1. Governance & Ownership
Audit Question | Pass Criteria | Common Failure |
|---|---|---|
Is there a named executive owner? | CFO or Revenue Cycle VP documented | “Owned by marketing / IT” |
Is compliance reviewed quarterly? | Standing review cadence | One-time implementation |
Is audit response pre-planned? | Written response playbook | Scramble after notice |
“Hospitals fail audits not because data is missing—but because no one owns its accuracy.”
2. Machine-Readable File (MRF) Integrity
Requirement | CMS Expectation | Audit Red Flag |
|---|---|---|
Publicly accessible | No login, no gating | CAPTCHA, forms, portals |
All items & services | 100% CDM coverage | “Top services only” |
Dollar amounts only | Explicit numeric prices | Percent-of-charge formulas |
Valid file structure | CSV, JSON, XML | PDFs or broken schemas |
Audit Reality: CMS runs automated parsers before humans ever look at your file.
3. Standard Charges Completeness (All Five Required)
Standard Charge Type | Must Exist? | Verified Against |
|---|---|---|
Gross Charge | Yes | Chargemaster |
Discounted Cash Price | Yes | Self-pay policy |
Payer-Specific Negotiated | Yes | Contracts + claims |
De-identified Minimum | Yes | Cross-payer comparison |
De-identified Maximum | Yes | Outlier detection |
“Missing one price invalidates all five.”
4. Claims-to-Disclosure Reconciliation
Test | CMS View | CFO Risk |
|---|---|---|
Do disclosed prices match 835 adjudications? | Expected | High |
Are bundles reflected correctly? | Required | Severe |
Are units consistent (per day vs per service)? | Scrutinized | Frequent failure |
Are carve-outs handled explicitly? | Mandatory | Often ignored |
“If your transparency data cannot reconcile to claims, it is not defensible.”
5. Payer-Specific Negotiated Rates
Check | CMS Expectation | Typical Gap |
|---|---|---|
Payer + plan specificity | Fully enumerated | Aggregated by payer |
Numeric values | Explicit dollars | Contract logic |
Coverage of all plans | Complete | ‘Major payers only’ |
CMS assumes hospitals can extract this data. “Contract complexity” is not a valid defense.

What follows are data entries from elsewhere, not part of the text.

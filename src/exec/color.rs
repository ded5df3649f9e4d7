// src/exec/color.rs

//! Colorizing of displayed output.
//!
//! A [`Palette`] is whatever set of named transforms a caller (or the config
//! file) provides; any slot may be missing. A [`Colorizer`] is the resolved
//! form the executor uses: exactly four transforms (`prompt`, `command`,
//! `stdout`, `stderr`), each filled through a fixed fallback chain:
//!
//! | slot      | first match wins                                |
//! |-----------|-------------------------------------------------|
//! | `prompt`  | `prompt`, `command`, `gray`, `grey`, default     |
//! | `command` | `command`, `gray`, `grey`, default               |
//! | `stdout`  | `stdout`, `green`, default                       |
//! | `stderr`  | `stderr`, `red`, default                         |
//!
//! "default" is the process-wide colorizer from [`default_colorizer`],
//! probed once from an ordered provider list and cached.

use std::collections::BTreeMap;
use std::fmt;
use std::io::IsTerminal;
use std::str::FromStr;
use std::sync::{Arc, OnceLock};

use tracing::debug;

use crate::exec::terminal::Channel;

/// A text decoration function.
pub type Transform = Arc<dyn Fn(&str) -> String + Send + Sync>;

/// The pass-through transform.
pub fn identity() -> Transform {
    Arc::new(|s: &str| s.to_owned())
}

/// Bind a method to the object it needs as context.
///
/// ```
/// use std::sync::Arc;
/// use justrun::exec::color::bind;
///
/// struct Prefixer { tag: String }
/// impl Prefixer {
///     fn apply(&self, s: &str) -> String { format!("[{}] {s}", self.tag) }
/// }
///
/// let t = bind(Arc::new(Prefixer { tag: "out".into() }), Prefixer::apply);
/// assert_eq!(t("hi"), "[out] hi");
/// ```
pub fn bind<T>(target: Arc<T>, method: fn(&T, &str) -> String) -> Transform
where
    T: Send + Sync + 'static,
{
    Arc::new(move |s: &str| method(&target, s))
}

/// Named slots a palette may fill.
#[derive(Debug, Clone, Copy, PartialEq, Eq, PartialOrd, Ord, Hash)]
pub enum Slot {
    Prompt,
    Command,
    Stdout,
    Stderr,
    Gray,
    Grey,
    Green,
    Red,
}

impl Slot {
    pub const ALL: [Slot; 8] = [
        Slot::Prompt,
        Slot::Command,
        Slot::Stdout,
        Slot::Stderr,
        Slot::Gray,
        Slot::Grey,
        Slot::Green,
        Slot::Red,
    ];

    pub fn name(self) -> &'static str {
        match self {
            Slot::Prompt => "prompt",
            Slot::Command => "command",
            Slot::Stdout => "stdout",
            Slot::Stderr => "stderr",
            Slot::Gray => "gray",
            Slot::Grey => "grey",
            Slot::Green => "green",
            Slot::Red => "red",
        }
    }
}

impl FromStr for Slot {
    type Err = String;

    fn from_str(s: &str) -> Result<Self, Self::Err> {
        let wanted = s.trim().to_lowercase();
        Slot::ALL
            .into_iter()
            .find(|slot| slot.name() == wanted)
            .ok_or_else(|| format!("unknown color slot '{s}'"))
    }
}

/// ANSI SGR styles usable from configuration.
#[derive(Debug, Clone, Copy, PartialEq, Eq)]
pub enum AnsiStyle {
    Black,
    Red,
    Green,
    Yellow,
    Blue,
    Magenta,
    Cyan,
    White,
    Gray,
    Bold,
    Dim,
}

impl AnsiStyle {
    fn codes(self) -> (u8, u8) {
        match self {
            AnsiStyle::Black => (30, 39),
            AnsiStyle::Red => (31, 39),
            AnsiStyle::Green => (32, 39),
            AnsiStyle::Yellow => (33, 39),
            AnsiStyle::Blue => (34, 39),
            AnsiStyle::Magenta => (35, 39),
            AnsiStyle::Cyan => (36, 39),
            AnsiStyle::White => (37, 39),
            AnsiStyle::Gray => (90, 39),
            AnsiStyle::Bold => (1, 22),
            AnsiStyle::Dim => (2, 22),
        }
    }

    pub fn paint(self, s: &str) -> String {
        if s.is_empty() {
            return String::new();
        }
        let (open, close) = self.codes();
        format!("\x1b[{open}m{s}\x1b[{close}m")
    }

    pub fn transform(self) -> Transform {
        Arc::new(move |s: &str| self.paint(s))
    }
}

impl FromStr for AnsiStyle {
    type Err = String;

    fn from_str(s: &str) -> Result<Self, Self::Err> {
        match s.trim().to_lowercase().as_str() {
            "black" => Ok(AnsiStyle::Black),
            "red" => Ok(AnsiStyle::Red),
            "green" => Ok(AnsiStyle::Green),
            "yellow" => Ok(AnsiStyle::Yellow),
            "blue" => Ok(AnsiStyle::Blue),
            "magenta" => Ok(AnsiStyle::Magenta),
            "cyan" => Ok(AnsiStyle::Cyan),
            "white" => Ok(AnsiStyle::White),
            "gray" | "grey" => Ok(AnsiStyle::Gray),
            "bold" => Ok(AnsiStyle::Bold),
            "dim" => Ok(AnsiStyle::Dim),
            other => Err(format!("unknown color style '{other}'")),
        }
    }
}

/// A partial set of named transforms.
#[derive(Clone, Default)]
pub struct Palette {
    slots: BTreeMap<Slot, Transform>,
}

impl Palette {
    pub fn new() -> Self {
        Self::default()
    }

    /// The palette the ANSI default provides: `gray`, `green` and `red`.
    pub fn ansi() -> Self {
        Self::new()
            .with_transform(Slot::Gray, AnsiStyle::Gray.transform())
            .with_transform(Slot::Green, AnsiStyle::Green.transform())
            .with_transform(Slot::Red, AnsiStyle::Red.transform())
    }

    pub fn with<F>(self, slot: Slot, f: F) -> Self
    where
        F: Fn(&str) -> String + Send + Sync + 'static,
    {
        self.with_transform(slot, Arc::new(f))
    }

    pub fn with_transform(mut self, slot: Slot, transform: Transform) -> Self {
        self.slots.insert(slot, transform);
        self
    }

    pub fn get(&self, slot: Slot) -> Option<&Transform> {
        self.slots.get(&slot)
    }

    pub fn is_empty(&self) -> bool {
        self.slots.is_empty()
    }

    fn first_of(&self, chain: &[Slot]) -> Option<Transform> {
        chain.iter().find_map(|slot| self.get(*slot).cloned())
    }
}

impl fmt::Debug for Palette {
    fn fmt(&self, f: &mut fmt::Formatter<'_>) -> fmt::Result {
        f.debug_set()
            .entries(self.slots.keys().map(|slot| slot.name()))
            .finish()
    }
}

/// How displayed text should be decorated.
#[derive(Debug, Clone, Default)]
pub enum ColorChoice {
    /// No decoration at all.
    Off,
    /// Use the process-wide default colorizer.
    #[default]
    Auto,
    /// Use this palette, falling back to the default for missing slots.
    Custom(Palette),
}

impl From<bool> for ColorChoice {
    fn from(enabled: bool) -> Self {
        if enabled {
            ColorChoice::Auto
        } else {
            ColorChoice::Off
        }
    }
}

impl From<Palette> for ColorChoice {
    fn from(palette: Palette) -> Self {
        ColorChoice::Custom(palette)
    }
}

/// The four resolved transforms used by the executor.
#[derive(Clone)]
pub struct Colorizer {
    prompt: Transform,
    command: Transform,
    stdout: Transform,
    stderr: Transform,
}

impl Colorizer {
    /// All four transforms are identity.
    pub fn plain() -> Self {
        Self {
            prompt: identity(),
            command: identity(),
            stdout: identity(),
            stderr: identity(),
        }
    }

    pub fn resolve(choice: &ColorChoice) -> Self {
        match choice {
            ColorChoice::Off => Self::plain(),
            ColorChoice::Auto => default_colorizer().clone(),
            ColorChoice::Custom(palette) => Self::from_palette(palette, default_colorizer()),
        }
    }

    /// Fill each slot from `palette` through its fallback chain, taking the
    /// matching transform of `fallback` when the chain comes up empty.
    pub fn from_palette(palette: &Palette, fallback: &Colorizer) -> Self {
        Self {
            prompt: palette
                .first_of(&[Slot::Prompt, Slot::Command, Slot::Gray, Slot::Grey])
                .unwrap_or_else(|| fallback.prompt.clone()),
            command: palette
                .first_of(&[Slot::Command, Slot::Gray, Slot::Grey])
                .unwrap_or_else(|| fallback.command.clone()),
            stdout: palette
                .first_of(&[Slot::Stdout, Slot::Green])
                .unwrap_or_else(|| fallback.stdout.clone()),
            stderr: palette
                .first_of(&[Slot::Stderr, Slot::Red])
                .unwrap_or_else(|| fallback.stderr.clone()),
        }
    }

    pub fn prompt(&self, s: &str) -> String {
        (self.prompt)(s)
    }

    pub fn command(&self, s: &str) -> String {
        (self.command)(s)
    }

    pub fn stdout(&self, s: &str) -> String {
        (self.stdout)(s)
    }

    pub fn stderr(&self, s: &str) -> String {
        (self.stderr)(s)
    }

    pub fn for_channel(&self, channel: Channel) -> Transform {
        match channel {
            Channel::Stdout => self.stdout.clone(),
            Channel::Stderr => self.stderr.clone(),
        }
    }
}

impl fmt::Debug for Colorizer {
    fn fmt(&self, f: &mut fmt::Formatter<'_>) -> fmt::Result {
        f.debug_struct("Colorizer").finish_non_exhaustive()
    }
}

/// One optional source of a default palette.
#[derive(Debug, Clone, Copy)]
pub struct Provider {
    pub name: &'static str,
    pub lookup: fn() -> Option<Palette>,
}

/// Providers tried, in order, for the process-wide default.
pub const DEFAULT_PROVIDERS: &[Provider] = &[
    Provider {
        name: "NO_COLOR",
        lookup: no_color_requested,
    },
    Provider {
        name: "FORCE_COLOR",
        lookup: color_forced,
    },
    Provider {
        name: "terminal",
        lookup: stdout_is_terminal,
    },
];

fn no_color_requested() -> Option<Palette> {
    std::env::var_os("NO_COLOR")
        .filter(|v| !v.is_empty())
        .map(|_| Palette::new())
}

fn color_forced() -> Option<Palette> {
    ["CLICOLOR_FORCE", "FORCE_COLOR"]
        .iter()
        .filter_map(|key| std::env::var_os(key))
        .any(|v| !v.is_empty() && v != "0")
        .then(Palette::ansi)
}

fn stdout_is_terminal() -> Option<Palette> {
    std::io::stdout().is_terminal().then(Palette::ansi)
}

/// Walk `providers` in order; the first palette found wins. Identity when
/// none match.
pub fn probe(providers: &[Provider]) -> Colorizer {
    let plain = Colorizer::plain();
    for provider in providers {
        if let Some(palette) = (provider.lookup)() {
            debug!(provider = provider.name, ?palette, "default colorizer selected");
            return Colorizer::from_palette(&palette, &plain);
        }
    }
    debug!("no color provider matched; output will not be decorated");
    plain
}

static DEFAULT_COLORIZER: OnceLock<Colorizer> = OnceLock::new();

/// The process-wide default colorizer, probed on first use.
pub fn default_colorizer() -> &'static Colorizer {
    DEFAULT_COLORIZER.get_or_init(|| probe(DEFAULT_PROVIDERS))
}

6. Discounted Cash Price Validity
Test | Pass Condition | Failure Mode |
|---|---|---|
Usable without calling | Price is final | “Call billing” |
Reflects real policy | Matches self-pay billing | Placeholder values |
Updated regularly | Annual minimum | Stale pricing |
“A cash price that requires a phone call is not a price.”
7. Shoppable Services Display
Requirement | CMS Check | Risk |
|---|---|---|
≥300 services | Counted | Immediate citation |
Plain-language descriptions | Consumer-readable | Technical jargon |
Upfront pricing | Before scheduling | Post-visit estimates |
CMS evaluates this from a patient perspective, not a finance one.

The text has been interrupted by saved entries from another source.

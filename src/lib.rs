// src/lib.rs

pub mod cli;
pub mod config;
pub mod errors;
pub mod exec;
pub mod logging;

use std::fs::File;

use anyhow::{Context, Result};
use tracing::debug;

use crate::cli::CliArgs;
use crate::config::locate;

pub use crate::exec::{
    execute, ColorChoice, Encoding, Executor, FailureKind, Palette, RunError, RunOptions,
    RunOutput, StdinSource,
};

/// High-level entry point used by `main.rs`.
///
/// Resolves options (config file, then CLI flags), runs the command and
/// returns the exit status `justrun` itself should use. Failures of the
/// child are reported on stderr and mapped to a status; only problems
/// before the child could even be considered (bad config, bad flags) come
/// back as `Err`.
pub async fn run(args: CliArgs) -> Result<i32> {
    let options = resolve_options(&args)?;

    if args.dry_run {
        print_dry_run(&args.command, &options);
        return Ok(0);
    }

    let quiet = options.quiet;
    match execute(args.command, options).await {
        Ok(out) => Ok(out.code),
        Err(err) => {
            if !quiet || err.is_launch_failure() {
                eprintln!("justrun error: {err}");
            }
            Ok(err.exit_status())
        }
    }
}

/// Merge config-file defaults with command-line flags (flags win).
pub fn resolve_options(args: &CliArgs) -> Result<RunOptions> {
    let mut options = match locate(args.config.as_deref())? {
        Some(cfg) => {
            debug!(?cfg, "using config file");
            cfg.into_run_options()
        }
        None => RunOptions::default(),
    };

    for (key, value) in args.env.iter() {
        options.env.insert(key.clone(), value.clone());
    }
    if args.no_capture {
        options.capture = false;
    }
    if args.quiet {
        options.quiet = true;
    }
    if let Some(ref name) = args.encoding {
        options.encoding = name
            .parse()
            .map_err(|e: String| errors::JustrunError::InvalidOption(format!("--encoding: {e}")))?;
    }
    if args.no_propagate_signals {
        options.propagate_signals = false;
    }
    if args.no_color {
        options.color = ColorChoice::Off;
    }
    if let Some(ref path) = args.stdin_file {
        let file = File::open(path)
            .with_context(|| format!("opening stdin file {}", path.display()))?;
        options.stdin = StdinSource::file(file);
    } else if args.stdin_null {
        options.stdin = StdinSource::Null;
    }

    Ok(options)
}

/// Dry-run output: the banner line plus the effective options.
fn print_dry_run(command: &[String], options: &RunOptions) {
    println!("> {}", exec::render::shell_command(command));
    println!("  capture = {}", options.capture);
    println!("  quiet = {}", options.quiet);
    println!("  encoding = {}", options.encoding);
    println!("  propagate_signals = {}", options.propagate_signals);
    println!(
        "  color = {}",
        match &options.color {
            ColorChoice::Off => "off".to_string(),
            ColorChoice::Auto => "auto".to_string(),
            ColorChoice::Custom(palette) => format!("custom {palette:?}"),
        }
    );
    println!("  stdin = {:?}", options.stdin);
    if !options.env.is_empty() {
        println!("  env:");
        for (key, value) in options.env.iter() {
            println!("    {key}={value}");
        }
    }

    debug!("dry-run complete (no execution)");
}
// src/config/loader.rs

use std::fs;
use std::path::{Path, PathBuf};

use tracing::debug;

use crate::config::model::{ConfigFile, RawConfigFile};
use crate::errors::{JustrunError, Result};

/// Environment variable that overrides the default config location.
pub const CONFIG_ENV_VAR: &str = "JUSTRUN_CONFIG";

/// Load a configuration file from a given path and return the raw `RawConfigFile`.
///
/// This only performs TOML deserialization; it does **not** validate
/// encodings, env names or color styles. Use [`load_and_validate`] for that.
pub fn load_from_path(path: impl AsRef<Path>) -> Result<RawConfigFile> {
    let path = path.as_ref();
    let contents = fs::read_to_string(path)?;

    let config: RawConfigFile = toml::from_str(&contents)?;

    Ok(config)
}

/// Load a configuration file from path and validate it.
pub fn load_and_validate(path: impl AsRef<Path>) -> Result<ConfigFile> {
    let raw_config = load_from_path(&path)?;
    let config = ConfigFile::try_from(raw_config)?;
    Ok(config)
}

/// Default config path: `$JUSTRUN_CONFIG` if set, else `Justrun.toml` in the
/// current working directory.
pub fn default_config_path() -> PathBuf {
    std::env::var_os(CONFIG_ENV_VAR)
        .filter(|v| !v.is_empty())
        .map(PathBuf::from)
        .unwrap_or_else(|| PathBuf::from("Justrun.toml"))
}

/// Find and load the configuration to use.
///
/// - An explicit path must exist and be valid.
/// - Without one, the default path is used only if it exists.
pub fn locate(explicit: Option<&Path>) -> Result<Option<ConfigFile>> {
    if let Some(path) = explicit {
        debug!(path = %path.display(), "loading explicit config file");
        return load_and_validate(path)
            .map(Some)
            .map_err(|e| with_path(e, path));
    }

    let path = default_config_path();
    if !path.is_file() {
        debug!(path = %path.display(), "no config file found; using defaults");
        return Ok(None);
    }

    debug!(path = %path.display(), "loading default config file");
    load_and_validate(&path)
        .map(Some)
        .map_err(|e| with_path(e, &path))
}

fn with_path(err: JustrunError, path: &Path) -> JustrunError {
    match err {
        JustrunError::ConfigError(msg) => {
            JustrunError::ConfigError(format!("{}: {msg}", path.display()))
        }
        other => JustrunError::Other(
            anyhow::Error::new(other).context(format!("loading config file {}", path.display())),
        ),
    }
}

8. Data Freshness & Version Control
Area | Expectation | Audit Finding |
|---|---|---|
Update frequency | At least annually | Outdated files |
Change logs | Traceable updates | No history |
Internal validation | Signed-off review | No attestation |
CMS assumes stale data = misleading data.
9. Public Discoverability
Test | Requirement | Failure |
|---|---|---|
Link from homepage | One-click access | Buried pages |
Searchable | “price transparency” | Broken indexing |
Consistent URLs | Stable links | Version sprawl |
CMS actively checks discoverability. Obscurity is treated as avoidance.
10. Audit Defense Readiness
Question | Required Answer |
|---|---|
Can you explain how prices are derived? | Step-by-step |
Can you prove linkage to claims? | Documented logic |
Can you remediate in 45 days? | Operational plan |
“If your price transparency cannot survive a claims-based challenge, it will not survive a CMS audit.”
Bottom Line for CFOs
Audit readiness under 45 CFR Part 180 is not a web exercise. It is a pricing governance discipline. Hospitals that treat it as such pass quietly. Those that don’t learn publicly.